• [Input]
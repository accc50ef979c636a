//! Shared HTTP transport
//!
//! A thin wrapper over reqwest that every endpoint call goes through:
//! base URL joining, default headers, per-request query/header/body
//! assembly, and response status checking. Retries, rate limiting, and
//! token lifecycle management are out of scope; callers needing them wrap
//! this client.

mod client;

pub use client::{HttpClient, HttpClientConfig, HttpClientConfigBuilder, RequestConfig};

• [Assignment] Scan the records above for the word "client". Show each line in which it appears.

• [The completed task]
//! this client.
mod client;
pub use client::{HttpClient, HttpClientConfig, HttpClientConfigBuilder, RequestConfig};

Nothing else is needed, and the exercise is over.